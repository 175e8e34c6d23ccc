//! End-to-end backup protocol tests: a scripted server answers the
//! hold/query/resume commands while real files are copied and verified.
#![cfg(unix)]

mod common;

use std::path::Path;
use std::sync::Arc;
use std::time::Duration;

use warden::bedrock;
use warden::config::BackupConfig;
use warden::{BackupCoordinator, BackupError, BackupOptions, Bus, ProcessSupervisor};

use common::{script_spec, write_fake_server, WORLD};

const BANNER_TIMEOUT: Option<Duration> = Some(Duration::from_secs(10));

/// Lays out a world directory with a growing-db shape:
/// `db/000001.ldb` (100 000 bytes), `db/CURRENT` (16), `level.dat` (4 096).
fn write_world(root: &Path) {
    let world = root.join("worlds").join(WORLD);
    std::fs::create_dir_all(world.join("db")).unwrap();
    std::fs::write(world.join("db/000001.ldb"), vec![7u8; 100_000]).unwrap();
    std::fs::write(world.join("db/CURRENT"), vec![7u8; 16]).unwrap();
    std::fs::write(world.join("level.dat"), vec![7u8; 4_096]).unwrap();
}

fn manifest_env() -> Vec<(String, String)> {
    // The frozen lengths deliberately undershoot the on-disk sizes for the
    // growing file; the copy must stop at exactly these counts.
    let manifest = format!(
        "{WORLD}/db/000001.ldb:98304, {WORLD}/db/CURRENT:16, {WORLD}/level.dat:4096"
    );
    vec![("MANIFEST".to_string(), manifest)]
}

fn backup_config(root: &Path) -> BackupConfig {
    let mut cfg = BackupConfig::default();
    cfg.temp_path = root.join("temp");
    cfg.archive_path = root.join("backups");
    cfg.ack_timeout = 10;
    cfg
}

async fn started_stack(
    root: &Path,
    env: Vec<(String, String)>,
) -> (Arc<ProcessSupervisor>, Arc<BackupCoordinator>) {
    let script = write_fake_server(root);
    let supervisor =
        ProcessSupervisor::new(script_spec(&script, root, env), &[], true, Bus::new(256)).unwrap();

    let ready = supervisor.watch_for(bedrock::pat::SERVER_STARTED).unwrap();
    supervisor.start().await.unwrap();
    ready.wait_timeout(BANNER_TIMEOUT).await.unwrap();

    let coordinator = BackupCoordinator::new(
        Arc::clone(&supervisor),
        backup_config(root),
        WORLD,
        root.join("worlds").join(WORLD),
    );
    (supervisor, coordinator)
}

#[tokio::test]
async fn test_hot_backup_truncates_to_manifest_lengths() {
    let dir = tempfile::tempdir().unwrap();
    write_world(dir.path());
    let (supervisor, coordinator) = started_stack(dir.path(), manifest_env()).await;

    coordinator
        .create_backup(BackupOptions {
            full_copy: false,
            archive: false,
            force: true,
        })
        .await
        .unwrap();

    let dest = coordinator.destination();
    let len = |p: &str| std::fs::metadata(dest.join(p)).unwrap().len();
    assert_eq!(len("db/000001.ldb"), 98_304);
    assert_eq!(len("db/CURRENT"), 16);
    assert_eq!(len("level.dat"), 4_096);

    // The protocol resumed saving: the server is alive and answering.
    assert!(supervisor.is_running().await);
    let ack = supervisor.watch_for(r"^Saving\.\.\.").unwrap();
    supervisor.send_line(bedrock::cmd::SAVE_HOLD).await.unwrap();
    ack.wait_timeout(Some(Duration::from_secs(5))).await.unwrap();

    supervisor.stop().await.unwrap();
}

#[tokio::test]
async fn test_verify_deletes_stale_destination_files() {
    let dir = tempfile::tempdir().unwrap();
    write_world(dir.path());
    let (supervisor, coordinator) = started_stack(dir.path(), manifest_env()).await;

    // Remnant of an earlier cycle the server no longer tracks.
    let stale = coordinator.destination().join("db/stale.ldb");
    std::fs::create_dir_all(stale.parent().unwrap()).unwrap();
    std::fs::write(&stale, b"old").unwrap();

    coordinator
        .create_backup(BackupOptions {
            full_copy: false,
            archive: false,
            force: true,
        })
        .await
        .unwrap();

    assert!(!stale.exists());
    // Files present in both survive untouched.
    assert!(coordinator.destination().join("db/CURRENT").exists());

    supervisor.stop().await.unwrap();
}

#[tokio::test]
async fn test_second_backup_is_rejected_while_processing() {
    let dir = tempfile::tempdir().unwrap();
    write_world(dir.path());
    let mut env = manifest_env();
    env.push(("HOLD_DELAY".to_string(), "1".to_string()));
    let (supervisor, coordinator) = started_stack(dir.path(), env).await;

    let opts = BackupOptions {
        full_copy: false,
        archive: false,
        force: true,
    };

    let first = {
        let coordinator = Arc::clone(&coordinator);
        tokio::spawn(async move { coordinator.create_backup(opts).await })
    };

    // Give the first invocation time to take the Processing flag (it then
    // sits in the delayed hold acknowledgement).
    tokio::time::sleep(Duration::from_millis(300)).await;
    assert!(coordinator.is_processing());

    let err = coordinator.create_backup(opts).await.unwrap_err();
    assert!(matches!(err, BackupError::Busy));

    // The in-flight job is unaffected and completes.
    first.await.unwrap().unwrap();
    assert!(!coordinator.is_processing());

    supervisor.stop().await.unwrap();
}

#[tokio::test]
async fn test_full_copy_when_server_is_down_and_archive_created() {
    let dir = tempfile::tempdir().unwrap();
    write_world(dir.path());
    let script = write_fake_server(dir.path());
    let supervisor = ProcessSupervisor::new(
        script_spec(&script, dir.path(), Vec::new()),
        &[],
        true,
        Bus::new(64),
    )
    .unwrap();
    // Never started: the hold-based path must be skipped entirely.
    let coordinator = BackupCoordinator::new(
        Arc::clone(&supervisor),
        backup_config(dir.path()),
        WORLD,
        dir.path().join("worlds").join(WORLD),
    );

    coordinator
        .create_backup(BackupOptions {
            full_copy: false,
            archive: true,
            force: false,
        })
        .await
        .unwrap();

    // Full-copy semantics: everything mirrored at its on-disk size.
    let dest = coordinator.destination();
    assert_eq!(
        std::fs::metadata(dest.join("db/000001.ldb")).unwrap().len(),
        100_000
    );
    assert_eq!(std::fs::metadata(dest.join("level.dat")).unwrap().len(), 4_096);

    // Exactly one timestamped archive was produced.
    let archives: Vec<_> = std::fs::read_dir(dir.path().join("backups"))
        .unwrap()
        .map(|e| e.unwrap().file_name().into_string().unwrap())
        .collect();
    assert_eq!(archives.len(), 1);
    assert!(archives[0].ends_with(&format!("_{WORLD}.tar.gz")));
}

#[tokio::test]
async fn test_backup_fails_when_manifest_promises_missing_file() {
    let dir = tempfile::tempdir().unwrap();
    write_world(dir.path());
    let manifest = format!("{WORLD}/db/does_not_exist.ldb:64");
    let env = vec![("MANIFEST".to_string(), manifest)];
    let (supervisor, coordinator) = started_stack(dir.path(), env).await;

    let err = coordinator
        .create_backup(BackupOptions {
            full_copy: false,
            archive: false,
            force: true,
        })
        .await
        .unwrap_err();
    assert!(matches!(err, BackupError::Io(_)));

    // Resume still ran defensively: the server answers the next hold.
    let ack = supervisor.watch_for(r"^Saving\.\.\.").unwrap();
    supervisor.send_line(bedrock::cmd::SAVE_HOLD).await.unwrap();
    ack.wait_timeout(Some(Duration::from_secs(5))).await.unwrap();

    // And the Processing flag was released despite the failure.
    assert!(!coordinator.is_processing());

    supervisor.stop().await.unwrap();
}
//! # Watchdog: bounded auto-restart after unexpected exits.
//!
//! The watchdog subscribes to the event bus and reacts to two things:
//! non-graceful [`EventKind::Exited`] / failed [`EventKind::Launching`]
//! events (a crash), and [`EventKind::Started`] (the stability pattern).
//!
//! ## State machine
//! ```text
//! STABLE ──(unexpected exit)──► RETRYING ──(restart ok, banner seen)──► STABLE
//!                                   │
//!                                   └─(failures > limit)──► LIMIT_REACHED (terminal)
//! ```
//!
//! - Every crash increments a consecutive-failure counter; the stability
//!   pattern resets it to zero.
//! - While the counter is at or below the limit, the watchdog waits out a
//!   backoff delay and restarts the process, publishing
//!   [`EventKind::WatchdogRetry`] with the attempt number.
//! - Past the limit it publishes [`EventKind::WatchdogLimitReached`] exactly
//!   once and stops; the host application decides what to do (warden's
//!   binary exits non-zero so an outer supervisor can intervene).
//!
//! Restarts are best-effort: a restart attempt that itself fails to launch
//! publishes a failed `Launching` event, which the watchdog counts like any
//! other crash — no special-cased double counting.

use std::sync::Arc;

use async_trait::async_trait;
use tokio::sync::broadcast::error::RecvError;
use tokio::task::JoinHandle;
use tokio_util::sync::CancellationToken;

use crate::error::SupervisorError;
use crate::events::{Bus, Event, EventKind};
use crate::policies::BackoffPolicy;
use crate::process::ProcessSupervisor;

/// The one thing a watchdog needs from its target: bring it back up.
///
/// [`ProcessSupervisor`] is the production implementation; tests substitute
/// a counter.
#[async_trait]
pub trait Restart: Send + Sync {
    /// Attempts one relaunch of the supervised process.
    async fn restart(&self) -> Result<(), SupervisorError>;
}

#[async_trait]
impl Restart for ProcessSupervisor {
    async fn restart(&self) -> Result<(), SupervisorError> {
        self.start().await
    }
}

/// Outcome of recording one crash.
#[derive(Debug, Clone, Copy, PartialEq, Eq)]
pub enum Verdict {
    /// Attempt another restart; carries the 1-based consecutive failure count.
    Retry {
        /// Consecutive failures so far, including this one.
        attempt: u32,
    },
    /// The limit is exceeded; stop restarting.
    LimitReached,
}

/// Consecutive-failure counter compared against a fixed retry limit.
///
/// Plain state with no I/O, so the retry arithmetic is testable without a
/// process to crash.
#[derive(Debug, Clone)]
pub struct RetryState {
    failures: u32,
    limit: u32,
}

impl RetryState {
    /// Creates a counter that tolerates `limit` consecutive failures.
    pub fn new(limit: u32) -> Self {
        Self { failures: 0, limit }
    }

    /// Records one unexpected exit and decides whether to retry.
    pub fn record_crash(&mut self) -> Verdict {
        self.failures = self.failures.saturating_add(1);
        if self.failures <= self.limit {
            Verdict::Retry {
                attempt: self.failures,
            }
        } else {
            Verdict::LimitReached
        }
    }

    /// Resets the counter; called when the stability pattern matches.
    pub fn record_stable(&mut self) {
        self.failures = 0;
    }

    /// Current consecutive failure count.
    pub fn failures(&self) -> u32 {
        self.failures
    }
}

/// Restarts the supervised process after unexpected exits, up to a limit.
pub struct Watchdog {
    target: Arc<dyn Restart>,
    bus: Bus,
    limit: u32,
    backoff: BackoffPolicy,
}

impl Watchdog {
    pub fn new(target: Arc<dyn Restart>, bus: Bus, limit: u32, backoff: BackoffPolicy) -> Self {
        Self {
            target,
            bus,
            limit,
            backoff,
        }
    }

    /// Spawns the watchdog listener.
    ///
    /// The bus subscription is created before this returns, so an exit
    /// published right after spawning cannot be missed. The task runs until
    /// the limit is reached, the token is cancelled or the bus closes.
    pub fn spawn(self, token: CancellationToken) -> JoinHandle<()> {
        let rx = self.bus.subscribe();
        tokio::spawn(self.run(rx, token))
    }

    async fn run(
        self,
        mut rx: tokio::sync::broadcast::Receiver<Event>,
        token: CancellationToken,
    ) {
        let mut state = RetryState::new(self.limit);

        loop {
            let event = tokio::select! {
                _ = token.cancelled() => break,
                msg = rx.recv() => match msg {
                    Ok(event) => event,
                    Err(RecvError::Lagged(skipped)) => {
                        tracing::warn!(skipped, "watchdog lagged behind the event bus");
                        continue;
                    }
                    Err(RecvError::Closed) => break,
                }
            };

            match event.kind {
                EventKind::Started => {
                    if state.failures() > 0 {
                        tracing::info!("server reported stable; resetting failure counter");
                    }
                    state.record_stable();
                    self.bus.publish(Event::new(EventKind::WatchdogStable));
                }
                EventKind::Exited if event.is_crash() => {
                    tracing::warn!(code = ?event.code, "server process unexpectedly exited");
                    if !self.handle_crash(&mut state, &token).await {
                        break;
                    }
                }
                EventKind::Launching if event.success == Some(false) => {
                    tracing::warn!("server launch attempt failed");
                    if !self.handle_crash(&mut state, &token).await {
                        break;
                    }
                }
                _ => {}
            }
        }
    }

    /// Returns `false` when the watchdog should stop for good.
    async fn handle_crash(&self, state: &mut RetryState, token: &CancellationToken) -> bool {
        match state.record_crash() {
            Verdict::Retry { attempt } => {
                let delay = self.backoff.next(attempt - 1);
                tracing::info!(attempt, limit = self.limit, ?delay, "scheduling restart");

                tokio::select! {
                    _ = tokio::time::sleep(delay) => {}
                    _ = token.cancelled() => return false,
                }

                self.bus
                    .publish(Event::new(EventKind::WatchdogRetry).with_attempt(attempt));
                if let Err(error) = self.target.restart().await {
                    // The failed Launching event loops back through the bus
                    // and is counted as the next crash.
                    tracing::warn!(%error, attempt, "restart attempt failed to launch");
                }
                true
            }
            Verdict::LimitReached => {
                tracing::error!(limit = self.limit, "restart limit reached; giving up");
                self.bus.publish(Event::new(EventKind::WatchdogLimitReached));
                false
            }
        }
    }
}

PROBLEM REQUIREMENTS: Set down, exactly as they appear, the lines above from the first one to the line that holds "use warden::bedrock;", both included, please, and no others.

ANSWER SECTION:
repository 175e8e34c6d23ccc
//! End-to-end backup protocol tests: a scripted server answers the
//! hold/query/resume commands while real files are copied and verified.
#![cfg(unix)]

mod common;

use std::path::Path;
use std::sync::Arc;
use std::time::Duration;

use warden::bedrock;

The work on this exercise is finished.